→ YOUR OBJECTIVE: For this exercise, transcribe all of the records exactly as given.

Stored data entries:
##########
// Copyright 2024 The Matrix.org Foundation C.I.C.
//
// Licensed under the Apache License, Version 2.0 (the "License");
// you may not use this file except in compliance with the License.
// You may obtain a copy of the License at
//
//     http://www.apache.org/licenses/LICENSE-2.0
//
// Unless required by applicable law or agreed to in writing, software
// distributed under the License is distributed on an "AS IS" BASIS,
// WITHOUT WARRANTIES OR CONDITIONS OF ANY KIND, either express or implied.
// See the License for the specific language governing permissions and
// limitations under the License.

//! Simplified locks that hide the lock poisoning of the standard library.
//!
//! A poisoned lock means another thread panicked while holding the guard, in
//! that case we take the data as is instead of propagating the panic to every
//! other user of the lock.

use std::sync::{
    Mutex as StdMutex, MutexGuard, PoisonError, RwLock as StdRwLock, RwLockReadGuard,
    RwLockWriteGuard,
};

/// A wrapper around [`std::sync::RwLock`] whose lock methods never fail.
#[derive(Debug, Default)]
pub struct RwLock<T: ?Sized>(StdRwLock<T>);

impl<T> RwLock<T> {
    /// Create a new lock holding the given value.
    pub const fn new(value: T) -> Self {
        Self(StdRwLock::new(value))
    }

    /// Consume the lock and return the inner value.
    pub fn into_inner(self) -> T {
        self.0.into_inner().unwrap_or_else(PoisonError::into_inner)
    }
}

impl<T: ?Sized> RwLock<T> {
    /// Lock this lock with shared read access.
    pub fn read(&self) -> RwLockReadGuard<'_, T> {
        self.0.read().unwrap_or_else(PoisonError::into_inner)
    }

    /// Lock this lock with exclusive write access.
    pub fn write(&self) -> RwLockWriteGuard<'_, T> {
        self.0.write().unwrap_or_else(PoisonError::into_inner)
    }
}

/// A wrapper around [`std::sync::Mutex`] whose lock method never fails.
#[derive(Debug, Default)]
pub struct Mutex<T: ?Sized>(StdMutex<T>);

impl<T> Mutex<T> {
    /// Create a new mutex holding the given value.
    pub const fn new(value: T) -> Self {
        Self(StdMutex::new(value))
    }
}

impl<T: ?Sized> Mutex<T> {
    /// Acquire the mutex.
    pub fn lock(&self) -> MutexGuard<'_, T> {
        self.0.lock().unwrap_or_else(PoisonError::into_inner)
    }
}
##########
→ YOUR RESPONSE:
// Copyright 2024 The Matrix.org Foundation C.I.C.
//
// Licensed under the Apache License, Version 2.0 (the "License");
// you may not use this file except in compliance with the License.
// You may obtain a copy of the License at
//
//     http://www.apache.org/licenses/LICENSE-2.0
//
// Unless required by applicable law or agreed to in writing, software
// distributed under the License is distributed on an "AS IS" BASIS,
// WITHOUT WARRANTIES OR CONDITIONS OF ANY KIND, either express or implied.
// See the License for the specific language governing permissions and
// limitations under the License.

//! Simplified locks that hide the lock poisoning of the standard library.
//!
//! A poisoned lock means another thread panicked while holding the guard, in
//! that case we take the data as is instead of propagating the panic to every
//! other user of the lock.

use std::sync::{
    Mutex as StdMutex, MutexGuard, PoisonError, RwLock as StdRwLock, RwLockReadGuard,
    RwLockWriteGuard,
};

/// A wrapper around [`std::sync::RwLock`] whose lock methods never fail.
#[derive(Debug, Default)]
pub struct RwLock<T: ?Sized>(StdRwLock<T>);

impl<T> RwLock<T> {
    /// Create a new lock holding the given value.
    pub const fn new(value: T) -> Self {
        Self(StdRwLock::new(value))
    }

    /// Consume the lock and return the inner value.
    pub fn into_inner(self) -> T {
        self.0.into_inner().unwrap_or_else(PoisonError::into_inner)
    }
}

impl<T: ?Sized> RwLock<T> {
    /// Lock this lock with shared read access.
    pub fn read(&self) -> RwLockReadGuard<'_, T> {
        self.0.read().unwrap_or_else(PoisonError::into_inner)
    }

    /// Lock this lock with exclusive write access.
    pub fn write(&self) -> RwLockWriteGuard<'_, T> {
        self.0.write().unwrap_or_else(PoisonError::into_inner)
    }
}

/// A wrapper around [`std::sync::Mutex`] whose lock method never fails.
#[derive(Debug, Default)]
pub struct Mutex<T: ?Sized>(StdMutex<T>);

impl<T> Mutex<T> {
    /// Create a new mutex holding the given value.
    pub const fn new(value: T) -> Self {
        Self(StdMutex::new(value))
    }
}

impl<T: ?Sized> Mutex<T> {
    /// Acquire the mutex.
    pub fn lock(&self) -> MutexGuard<'_, T> {
        self.0.lock().unwrap_or_else(PoisonError::into_inner)
    }
}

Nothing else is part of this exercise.